DIRECTIONS: Select, from the material below, each line with "sleep" in it.

RECORD EXCERPTS:
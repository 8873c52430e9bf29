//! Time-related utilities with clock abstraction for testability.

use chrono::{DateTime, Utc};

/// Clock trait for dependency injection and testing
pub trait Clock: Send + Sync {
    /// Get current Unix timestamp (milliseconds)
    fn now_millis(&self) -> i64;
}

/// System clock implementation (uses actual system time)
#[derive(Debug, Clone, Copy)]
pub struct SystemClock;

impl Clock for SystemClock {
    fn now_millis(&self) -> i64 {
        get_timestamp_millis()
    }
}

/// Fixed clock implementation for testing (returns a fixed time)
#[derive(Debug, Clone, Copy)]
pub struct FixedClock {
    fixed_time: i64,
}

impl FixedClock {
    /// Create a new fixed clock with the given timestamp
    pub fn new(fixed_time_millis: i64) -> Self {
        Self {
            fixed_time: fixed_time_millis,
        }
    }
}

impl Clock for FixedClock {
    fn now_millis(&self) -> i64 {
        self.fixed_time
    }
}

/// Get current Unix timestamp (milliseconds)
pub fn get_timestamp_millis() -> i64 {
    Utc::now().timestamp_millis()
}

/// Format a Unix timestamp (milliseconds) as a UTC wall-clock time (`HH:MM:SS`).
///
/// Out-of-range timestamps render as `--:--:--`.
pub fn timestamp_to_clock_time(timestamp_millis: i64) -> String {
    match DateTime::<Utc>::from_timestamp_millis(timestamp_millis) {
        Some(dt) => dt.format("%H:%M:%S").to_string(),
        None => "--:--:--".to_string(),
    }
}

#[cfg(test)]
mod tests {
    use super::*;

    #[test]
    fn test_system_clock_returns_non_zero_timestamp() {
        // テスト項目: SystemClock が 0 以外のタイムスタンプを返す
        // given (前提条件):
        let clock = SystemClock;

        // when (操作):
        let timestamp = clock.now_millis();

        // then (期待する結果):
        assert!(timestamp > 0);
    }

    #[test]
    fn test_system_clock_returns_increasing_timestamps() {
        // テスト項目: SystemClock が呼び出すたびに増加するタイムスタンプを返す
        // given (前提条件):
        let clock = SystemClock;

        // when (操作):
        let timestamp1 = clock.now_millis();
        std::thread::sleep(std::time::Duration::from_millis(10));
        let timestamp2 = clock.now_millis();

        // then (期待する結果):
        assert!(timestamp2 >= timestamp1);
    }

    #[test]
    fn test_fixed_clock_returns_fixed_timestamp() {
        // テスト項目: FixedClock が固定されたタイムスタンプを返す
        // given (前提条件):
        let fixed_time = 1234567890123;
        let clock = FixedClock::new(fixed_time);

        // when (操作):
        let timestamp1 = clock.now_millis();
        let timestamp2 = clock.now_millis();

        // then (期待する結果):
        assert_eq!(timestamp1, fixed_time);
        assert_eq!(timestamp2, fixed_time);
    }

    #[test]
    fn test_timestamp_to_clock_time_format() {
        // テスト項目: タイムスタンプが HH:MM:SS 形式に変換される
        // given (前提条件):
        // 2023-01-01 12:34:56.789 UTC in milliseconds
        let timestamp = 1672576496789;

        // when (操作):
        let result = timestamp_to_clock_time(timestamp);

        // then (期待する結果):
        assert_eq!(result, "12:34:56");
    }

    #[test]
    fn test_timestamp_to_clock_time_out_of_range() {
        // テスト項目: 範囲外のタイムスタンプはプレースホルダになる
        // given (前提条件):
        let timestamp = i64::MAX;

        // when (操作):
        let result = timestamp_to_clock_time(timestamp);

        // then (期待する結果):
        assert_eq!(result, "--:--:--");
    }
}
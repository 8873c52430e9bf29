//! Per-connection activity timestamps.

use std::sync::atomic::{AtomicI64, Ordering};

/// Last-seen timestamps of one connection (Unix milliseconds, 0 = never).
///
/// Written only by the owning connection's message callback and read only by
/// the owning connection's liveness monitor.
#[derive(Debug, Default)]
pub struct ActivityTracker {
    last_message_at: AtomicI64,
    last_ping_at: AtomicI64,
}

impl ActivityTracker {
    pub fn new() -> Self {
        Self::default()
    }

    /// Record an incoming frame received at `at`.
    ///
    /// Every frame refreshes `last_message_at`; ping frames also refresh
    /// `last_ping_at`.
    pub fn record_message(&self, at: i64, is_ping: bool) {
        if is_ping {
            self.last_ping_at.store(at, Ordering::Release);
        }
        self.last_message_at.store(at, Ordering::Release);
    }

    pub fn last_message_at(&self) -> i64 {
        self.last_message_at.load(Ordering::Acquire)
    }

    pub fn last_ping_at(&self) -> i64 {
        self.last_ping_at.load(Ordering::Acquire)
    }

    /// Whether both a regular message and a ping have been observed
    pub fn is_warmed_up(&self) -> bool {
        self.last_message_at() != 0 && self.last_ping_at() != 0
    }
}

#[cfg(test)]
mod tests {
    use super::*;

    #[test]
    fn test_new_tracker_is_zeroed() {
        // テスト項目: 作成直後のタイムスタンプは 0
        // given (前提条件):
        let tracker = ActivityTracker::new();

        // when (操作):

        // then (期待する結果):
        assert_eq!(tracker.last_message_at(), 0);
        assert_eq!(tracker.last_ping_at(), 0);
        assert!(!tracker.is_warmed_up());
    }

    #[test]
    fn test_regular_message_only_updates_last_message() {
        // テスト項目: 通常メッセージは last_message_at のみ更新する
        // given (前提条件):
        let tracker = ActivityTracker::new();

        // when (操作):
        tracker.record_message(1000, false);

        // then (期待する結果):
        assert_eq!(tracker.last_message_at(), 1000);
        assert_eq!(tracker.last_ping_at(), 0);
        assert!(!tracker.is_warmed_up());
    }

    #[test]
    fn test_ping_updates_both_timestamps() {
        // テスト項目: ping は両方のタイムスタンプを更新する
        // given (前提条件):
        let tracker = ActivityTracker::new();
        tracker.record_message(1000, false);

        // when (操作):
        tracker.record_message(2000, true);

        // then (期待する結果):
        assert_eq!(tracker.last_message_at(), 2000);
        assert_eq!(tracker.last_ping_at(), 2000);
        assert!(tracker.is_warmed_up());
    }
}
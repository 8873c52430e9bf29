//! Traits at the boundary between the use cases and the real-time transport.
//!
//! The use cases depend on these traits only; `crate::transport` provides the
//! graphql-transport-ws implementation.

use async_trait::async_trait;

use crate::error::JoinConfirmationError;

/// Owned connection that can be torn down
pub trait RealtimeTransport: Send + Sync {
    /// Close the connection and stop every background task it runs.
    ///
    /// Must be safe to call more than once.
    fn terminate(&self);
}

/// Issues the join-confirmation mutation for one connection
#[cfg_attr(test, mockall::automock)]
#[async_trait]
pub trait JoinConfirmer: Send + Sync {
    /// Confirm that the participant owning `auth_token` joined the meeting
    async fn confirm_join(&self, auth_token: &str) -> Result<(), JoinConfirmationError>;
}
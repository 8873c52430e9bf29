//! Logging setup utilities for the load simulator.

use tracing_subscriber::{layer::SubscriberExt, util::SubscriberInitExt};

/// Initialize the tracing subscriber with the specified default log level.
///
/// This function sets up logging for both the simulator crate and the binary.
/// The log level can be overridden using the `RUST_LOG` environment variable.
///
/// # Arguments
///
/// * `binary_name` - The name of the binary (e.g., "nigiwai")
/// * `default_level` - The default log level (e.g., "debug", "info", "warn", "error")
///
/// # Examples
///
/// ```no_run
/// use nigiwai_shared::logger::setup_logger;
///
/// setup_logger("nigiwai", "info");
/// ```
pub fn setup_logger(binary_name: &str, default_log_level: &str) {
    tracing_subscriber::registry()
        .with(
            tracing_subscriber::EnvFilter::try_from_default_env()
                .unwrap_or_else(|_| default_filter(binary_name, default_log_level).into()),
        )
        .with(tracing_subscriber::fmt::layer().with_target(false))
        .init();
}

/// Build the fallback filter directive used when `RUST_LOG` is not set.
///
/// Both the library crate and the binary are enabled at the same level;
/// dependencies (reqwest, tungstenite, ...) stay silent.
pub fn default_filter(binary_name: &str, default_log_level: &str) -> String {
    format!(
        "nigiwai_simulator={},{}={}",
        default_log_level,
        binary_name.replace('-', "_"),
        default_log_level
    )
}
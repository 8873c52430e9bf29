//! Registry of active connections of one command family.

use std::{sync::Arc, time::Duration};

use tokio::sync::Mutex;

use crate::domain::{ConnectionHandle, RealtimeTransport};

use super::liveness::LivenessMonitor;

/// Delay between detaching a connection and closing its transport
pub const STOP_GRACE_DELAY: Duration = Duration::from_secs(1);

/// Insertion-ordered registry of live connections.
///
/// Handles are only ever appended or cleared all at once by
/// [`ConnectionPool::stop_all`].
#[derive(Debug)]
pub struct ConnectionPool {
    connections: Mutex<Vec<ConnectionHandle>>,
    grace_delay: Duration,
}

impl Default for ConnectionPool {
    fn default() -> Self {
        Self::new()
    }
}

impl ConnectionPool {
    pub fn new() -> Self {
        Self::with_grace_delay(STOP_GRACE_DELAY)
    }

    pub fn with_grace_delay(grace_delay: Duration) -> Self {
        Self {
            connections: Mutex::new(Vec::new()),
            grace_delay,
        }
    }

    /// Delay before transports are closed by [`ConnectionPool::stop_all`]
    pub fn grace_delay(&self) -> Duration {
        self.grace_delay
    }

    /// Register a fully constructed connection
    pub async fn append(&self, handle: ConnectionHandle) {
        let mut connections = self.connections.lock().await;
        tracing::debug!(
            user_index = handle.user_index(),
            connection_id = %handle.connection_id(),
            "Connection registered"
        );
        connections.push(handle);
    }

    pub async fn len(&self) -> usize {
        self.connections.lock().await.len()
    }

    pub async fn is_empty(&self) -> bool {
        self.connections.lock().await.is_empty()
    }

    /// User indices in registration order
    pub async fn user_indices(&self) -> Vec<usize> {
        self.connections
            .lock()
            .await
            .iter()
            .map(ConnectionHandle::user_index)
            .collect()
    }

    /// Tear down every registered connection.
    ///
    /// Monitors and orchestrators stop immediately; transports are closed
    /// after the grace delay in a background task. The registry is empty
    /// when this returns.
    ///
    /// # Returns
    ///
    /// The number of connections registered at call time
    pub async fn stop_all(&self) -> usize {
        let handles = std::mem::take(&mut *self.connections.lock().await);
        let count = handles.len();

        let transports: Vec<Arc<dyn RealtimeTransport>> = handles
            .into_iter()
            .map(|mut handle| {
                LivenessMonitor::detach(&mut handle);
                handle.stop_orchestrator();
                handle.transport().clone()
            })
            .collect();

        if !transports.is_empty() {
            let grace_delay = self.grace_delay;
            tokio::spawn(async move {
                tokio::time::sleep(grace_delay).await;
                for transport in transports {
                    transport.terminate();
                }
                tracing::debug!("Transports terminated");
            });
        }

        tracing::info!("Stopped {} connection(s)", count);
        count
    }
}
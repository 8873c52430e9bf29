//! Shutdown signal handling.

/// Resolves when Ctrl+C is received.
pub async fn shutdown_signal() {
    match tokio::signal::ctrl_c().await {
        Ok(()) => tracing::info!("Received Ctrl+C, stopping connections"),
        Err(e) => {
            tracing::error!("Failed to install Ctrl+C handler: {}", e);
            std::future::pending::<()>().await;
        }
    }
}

REPLY TO THE EXERCISE:
        std::thread::sleep(std::time::Duration::from_millis(10));
                tokio::time::sleep(grace_delay).await;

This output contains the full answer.